What to do: A single number is the answer: the count of lines in these records with "Bytes" in them.

Source material:
========================================

mod common;

use {
  bytes::Bytes,
  common::{
    connect,
    node,
    ping_protocol,
    wait_until,
    Ping,
    PING,
    PING_TYPE,
  },
  futures::{future::select_all, AsyncReadExt},
  notiflow::{
    notifications,
    peerset::BANNED_THRESHOLD,
    protocols::{
      block_announces,
      transactions,
      BlockAnnounce,
      BlockAnnounceHandshake,
      BlockHash,
      Roles,
      Transactions,
      BLOCK_ANNOUNCE_TYPE,
      TRANSACTIONS_TYPE,
    },
    transport::{memory::MemoryNetwork, Event, Transport},
    Config,
    Error,
    Network,
    ReputationChange,
  },
  parking_lot::Mutex,
  std::{
    sync::{
      atomic::{AtomicU8, AtomicUsize, Ordering},
      Arc,
    },
    time::Duration,
  },
  tokio::time::sleep,
};

const ANNOUNCES: &str = "/test/block-announces/1";

fn announce(number: u64) -> BlockAnnounce {
  BlockAnnounce {
    parent_hash: [7; 32],
    number,
    header: Bytes::from_static(b"header"),
    best_block: true,
  }
}

fn chain_handshake(
  genesis_hash: BlockHash,
  roles: Roles,
) -> BlockAnnounceHandshake {
  BlockAnnounceHandshake {
    roles,
    best_number: 1,
    best_hash: [3; 32],
    genesis_hash,
  }
}

/// Full node speaking the block announce protocol on the given chain.
fn chain_node(
  hub: &MemoryNetwork,
  genesis_hash: BlockHash,
  relay: bool,
) -> (Network, Arc<AtomicUsize>) {
  let local = move || chain_handshake(genesis_hash, Roles::FULL);
  chain_node_with(hub, local, relay)
}

/// Block announce node presenting whatever `local` returns as its
/// handshake.
fn chain_node_with(
  hub: &MemoryNetwork,
  local: impl Fn() -> BlockAnnounceHandshake + Send + Sync + 'static,
  relay: bool,
) -> (Network, Arc<AtomicUsize>) {
  let network = node(hub, common::config());
  let received = Arc::new(AtomicUsize::new(0));
  let counter = Arc::clone(&received);

  network
    .register_protocol(block_announces(
      ANNOUNCES,
      local,
      move |_, _| {
        counter.fetch_add(1, Ordering::SeqCst);
        Ok(relay)
      },
    ))
    .unwrap();
  network.start().unwrap();
  (network, received)
}

async fn deliveries_of_five_identical_broadcasts(config: Config) -> usize {
  let hub = MemoryNetwork::new();
  let sender = node(&hub, config.clone());
  let receiver = node(&hub, config);
  let received = Arc::new(AtomicUsize::new(0));

  sender.register_protocol(ping_protocol(Arc::default())).unwrap();
  receiver
    .register_protocol(ping_protocol(Arc::clone(&received)))
    .unwrap();
  sender.start().unwrap();
  receiver.start().unwrap();
  connect(&sender, &receiver).await;

  for _ in 0..5 {
    sender.broadcast(&Ping::new(b"hello")).unwrap();
  }

  sleep(Duration::from_secs(1)).await;
  received.load(Ordering::SeqCst)
}

#[test_log::test(tokio::test(start_paused = true))]
async fn identical_broadcasts_are_delivered_once() {
  let delivered = deliveries_of_five_identical_broadcasts(common::config());
  assert_eq!(delivered.await, 1);
}

#[test_log::test(tokio::test(start_paused = true))]
async fn without_dedupe_every_broadcast_is_delivered() {
  let config = Config {
    dedupe_interval: None,
    ..common::config()
  };
  assert_eq!(deliveries_of_five_identical_broadcasts(config).await, 5);
}

#[test_log::test(tokio::test(start_paused = true))]
async fn duplicate_from_second_peer_is_penalized() {
  let hub = MemoryNetwork::new();
  let first = node(&hub, common::config());
  let second = node(&hub, common::config());
  let receiver = node(&hub, common::config());
  let received = Arc::new(AtomicUsize::new(0));

  first.register_protocol(ping_protocol(Arc::default())).unwrap();
  second.register_protocol(ping_protocol(Arc::default())).unwrap();
  receiver
    .register_protocol(ping_protocol(Arc::clone(&received)))
    .unwrap();
  for network in [&first, &second, &receiver] {
    network.start().unwrap();
  }
  connect(&first, &receiver).await;
  connect(&second, &receiver).await;

  let vote = Ping::new(b"vote");
  first.send_to(receiver.local_peer_id(), &vote).await.unwrap();
  wait_until(|| received.load(Ordering::SeqCst) == 1).await;

  second.send_to(receiver.local_peer_id(), &vote).await.unwrap();
  let second_id = second.local_peer_id();
  wait_until(|| matches!(receiver.reputation(&second_id), Some(r) if r < 0))
    .await;

  assert_eq!(received.load(Ordering::SeqCst), 1);
  assert_eq!(receiver.reputation(&first.local_peer_id()), Some(0));
}

#[test_log::test(tokio::test(start_paused = true))]
async fn announcements_flood_through_relays() {
  let hub = MemoryNetwork::new();
  let (origin, origin_received) = chain_node(&hub, [1; 32], true);
  let (relay, relay_received) = chain_node(&hub, [1; 32], true);
  let (edge, edge_received) = chain_node(&hub, [1; 32], true);

  connect(&origin, &relay).await;
  connect(&relay, &edge).await;
  assert!(!origin.peers().contains(&edge.local_peer_id()));

  origin.broadcast(&announce(2)).unwrap();
  wait_until(|| edge_received.load(Ordering::SeqCst) == 1).await;

  sleep(Duration::from_secs(1)).await;
  assert_eq!(relay_received.load(Ordering::SeqCst), 1);
  assert_eq!(edge_received.load(Ordering::SeqCst), 1);
  assert_eq!(origin_received.load(Ordering::SeqCst), 0);
}

#[test_log::test(tokio::test(start_paused = true))]
async fn peer_on_another_chain_is_rejected() {
  let hub = MemoryNetwork::new();
  let (forked, _) = chain_node(&hub, [9; 32], false);
  let (honest, received) = chain_node(&hub, [1; 32], false);
  connect(&forked, &honest).await;

  let result = forked.send_to(honest.local_peer_id(), &announce(5)).await;
  assert!(result.is_err());

  let forked_id = forked.local_peer_id();
  wait_until(|| !honest.peers().contains(&forked_id)).await;
  assert!(honest.reputation(&forked_id).unwrap() < BANNED_THRESHOLD);
  assert_eq!(received.load(Ordering::SeqCst), 0);
}

#[test_log::test(tokio::test(start_paused = true))]
async fn silent_peer_times_out_handshake_once() {
  let hub = MemoryNetwork::new();
  let network = node(&hub, common::config());
  network.register_protocol(ping_protocol(Arc::default())).unwrap();
  network.start().unwrap();

  // a bare transport that accepts streams and never answers
  let (silent, mut events) = hub.transport();
  silent.register_protocol(PING).unwrap();
  let silent_id = silent.local_peer_id();

  network.add_peer(silent_id).unwrap();
  wait_until(|| network.peer_count() == 1).await;

  let sends: Vec<_> = (0..3)
    .map(|_| {
      let network = network.clone();
      tokio::spawn(async move {
        network.send_to(silent_id, &Ping::new(b"hello")).await
      })
    })
    .collect();

  sleep(Duration::from_secs(1)).await;
  let mut streams = vec![];
  while let Ok(event) = events.try_recv() {
    if let Event::InboundStream { stream, .. } = event {
      streams.push(stream);
    }
  }
  assert_eq!(streams.len(), 1);

  let (first, _, _) = select_all(sends).await;
  assert!(matches!(
    first.unwrap(),
    Err(Error::Notifications(
      notifications::Error::HandshakeTimeout(peer)
    )) if peer == silent_id
  ));
  assert_eq!(
    network.reputation(&silent_id),
    Some(ReputationChange::TIMEOUT.value)
  );

  // the stream carried our empty handshake and was closed
  let mut received = vec![];
  streams[0].read_to_end(&mut received).await.unwrap();
  assert_eq!(received, [0u8]);
}

#[test_log::test(tokio::test(start_paused = true))]
async fn transactions_are_handled_in_batches() {
  let hub = MemoryNetwork::new();
  let config = Config {
    batch_size: 2,
    ..common::config()
  };
  let sender = node(&hub, config.clone());
  let receiver = node(&hub, config);

  let batches = Arc::new(Mutex::new(Vec::new()));
  let seen = Arc::clone(&batches);
  sender
    .register_protocol(transactions("/test/tx/1", |batch| {
      batch.iter().map(|_| Ok(false)).collect()
    }))
    .unwrap();
  receiver
    .register_protocol(transactions("/test/tx/1", move |batch| {
      seen.lock().push(batch.len());
      batch.iter().map(|_| Ok(false)).collect()
    }))
    .unwrap();
  sender.start().unwrap();
  receiver.start().unwrap();
  connect(&sender, &receiver).await;

  for tx in [&b"a"[..], b"b", b"c"] {
    let message = Transactions {
      extrinsics: vec![Bytes::copy_from_slice(tx)],
    };
    sender.send_to(receiver.local_peer_id(), &message).await.unwrap();
  }

  wait_until(|| batches.lock().len() == 1).await;
  assert_eq!(*batches.lock(), vec![2]);

  // the leftover is flushed by the maintenance tick
  let tick = common::config().maintenance_tick_interval;
  sleep(tick + Duration::from_secs(1)).await;
  assert_eq!(*batches.lock(), vec![2, 1]);
}

#[test_log::test(tokio::test(start_paused = true))]
async fn disconnect_clears_peer_state() {
  let hub = MemoryNetwork::new();
  let a = node(&hub, common::config());
  let b = node(&hub, common::config());
  a.register_protocol(ping_protocol(Arc::default())).unwrap();
  b.register_protocol(ping_protocol(Arc::default())).unwrap();
  a.start().unwrap();
  b.start().unwrap();
  connect(&a, &b).await;

  a.send_to(b.local_peer_id(), &Ping::new(b"one")).await.unwrap();
  assert_eq!(a.handshakes(PING_TYPE), (0, 1));
  assert_eq!(b.handshakes(PING_TYPE), (1, 0));

  a.disconnect_peer(b.local_peer_id()).unwrap();
  wait_until(|| a.peer_count() == 0 && b.peer_count() == 0).await;
  assert_eq!(a.handshakes(PING_TYPE), (0, 0));

  assert!(matches!(
    a.send_to(b.local_peer_id(), &Ping::new(b"two")).await,
    Err(Error::Notifications(notifications::Error::NotConnected(_)))
  ));
  assert!(a.bandwidth().peer(&b.local_peer_id()).is_none());
}

#[test_log::test(tokio::test(start_paused = true))]
async fn rejected_peer_is_refused_on_later_streams() {
  let hub = MemoryNetwork::new();
  let roles = Arc::new(AtomicU8::new(0x80));
  let current = Arc::clone(&roles);
  let (odd, _) = chain_node_with(
    &hub,
    move || chain_handshake([1; 32], Roles(current.load(Ordering::SeqCst))),
    false,
  );
  let (honest, received) = chain_node(&hub, [1; 32], false);
  connect(&odd, &honest).await;

  let (odd_id, honest_id) = (odd.local_peer_id(), honest.local_peer_id());
  assert!(odd.send_to(honest_id, &announce(5)).await.is_err());
  wait_until(|| matches!(honest.reputation(&odd_id), Some(r) if r < 0)).await;

  // a valid handshake on a new stream does not lift the rejection
  roles.store(Roles::FULL.0, Ordering::SeqCst);
  assert!(odd.send_to(honest_id, &announce(6)).await.is_err());
  assert!(odd.send_to(honest_id, &announce(7)).await.is_err());

  sleep(Duration::from_secs(1)).await;
  assert_eq!(received.load(Ordering::SeqCst), 0);
  assert!(honest.peers().contains(&odd_id));
  assert!(honest.reputation(&odd_id).unwrap() > BANNED_THRESHOLD);
}

#[test_log::test(tokio::test(start_paused = true))]
async fn invalid_response_handshake_fails_later_sends_locally() {
  let hub = MemoryNetwork::new();
  let (odd, odd_received) = chain_node_with(
    &hub,
    || chain_handshake([1; 32], Roles(0x80)),
    false,
  );
  let (honest, _) = chain_node(&hub, [1; 32], false);
  connect(&honest, &odd).await;

  let odd_id = odd.local_peer_id();
  assert!(matches!(
    honest.send_to(odd_id, &announce(5)).await,
    Err(Error::Notifications(notifications::Error::HandshakeRejected(_)))
  ));

  let written = honest.bandwidth().peer(&odd_id).unwrap().outbound;
  assert!(matches!(
    honest.send_to(odd_id, &announce(6)).await,
    Err(Error::Notifications(notifications::Error::InvalidHandshake(peer)))
      if peer == odd_id
  ));

  // nothing was written, no stream was opened
  assert_eq!(honest.bandwidth().peer(&odd_id).unwrap().outbound, written);
  sleep(Duration::from_secs(1)).await;
  assert_eq!(odd.handshakes(BLOCK_ANNOUNCE_TYPE), (0, 0));
  assert_eq!(odd_received.load(Ordering::SeqCst), 0);
  assert!(honest.peers().contains(&odd_id));
}

#[test_log::test(tokio::test(start_paused = true))]
async fn quiet_stream_is_replaced_before_it_is_reaped() {
  let hub = MemoryNetwork::new();
  let config = Config {
    stream_idle_interval: Duration::from_secs(10),
    ..common::config()
  };
  let sender = node(&hub, config.clone());
  let receiver = node(&hub, config);
  let received = Arc::new(AtomicUsize::new(0));

  sender.register_protocol(ping_protocol(Arc::default())).unwrap();
  receiver
    .register_protocol(ping_protocol(Arc::clone(&received)))
    .unwrap();
  sender.start().unwrap();
  receiver.start().unwrap();
  connect(&sender, &receiver).await;

  sender.broadcast(&Ping::new(b"first")).unwrap();
  wait_until(|| received.load(Ordering::SeqCst) == 1).await;

  // the receiver closed the silent stream in the meantime
  sleep(Duration::from_secs(25)).await;
  assert_eq!(receiver.handshakes(PING_TYPE), (0, 0));
  assert_eq!(sender.handshakes(PING_TYPE), (0, 1));

  sender.broadcast(&Ping::new(b"second")).unwrap();
  wait_until(|| received.load(Ordering::SeqCst) == 2).await;
  assert_eq!(receiver.handshakes(PING_TYPE), (1, 0));
}

/// Node on the transactions protocol counting received transactions,
/// relaying them if `relay` is set.
fn tx_node(hub: &MemoryNetwork, relay: bool) -> (Network, Arc<AtomicUsize>) {
  let network = node(hub, Config {
    batch_size: 10,
    maintenance_tick_interval: Duration::from_secs(1),
    ..common::config()
  });
  let received = Arc::new(AtomicUsize::new(0));
  let counter = Arc::clone(&received);

  network
    .register_protocol(transactions("/test/tx/1", move |batch| {
      counter.fetch_add(batch.len(), Ordering::SeqCst);
      batch.iter().map(|_| Ok(relay)).collect()
    }))
    .unwrap();
  network.start().unwrap();
  (network, received)
}

#[test_log::test(tokio::test(start_paused = true))]
async fn relay_skips_peers_holding_the_message() {
  let hub = MemoryNetwork::new();
  let (relay, _) = tx_node(&hub, true);
  let (origin, origin_received) = tx_node(&hub, false);
  let (holder, holder_received) = tx_node(&hub, false);
  let (downstream, downstream_received) = tx_node(&hub, false);
  for peer in [&origin, &holder, &downstream] {
    connect(peer, &relay).await;
  }

  // both arrive before the relay flushes its batch, whichever comes
  // second is penalized as a duplicate
  let message = Transactions {
    extrinsics: vec![Bytes::from_static(b"tx")],
  };
  let relay_id = relay.local_peer_id();
  origin.send_to(relay_id, &message).await.unwrap();
  holder.send_to(relay_id, &message).await.unwrap();

  let senders = [origin.local_peer_id(), holder.local_peer_id()];
  wait_until(|| {
    senders
      .iter()
      .any(|peer| matches!(relay.reputation(peer), Some(r) if r < 0))
  })
  .await;
  wait_until(|| downstream_received.load(Ordering::SeqCst) == 1).await;

  sleep(Duration::from_secs(3)).await;
  assert_eq!(downstream_received.load(Ordering::SeqCst), 1);
  assert_eq!(origin_received.load(Ordering::SeqCst), 0);
  assert_eq!(holder_received.load(Ordering::SeqCst), 0);
  assert_eq!(relay.handshakes(TRANSACTIONS_TYPE), (2, 1));
}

========================================

Written answer: 4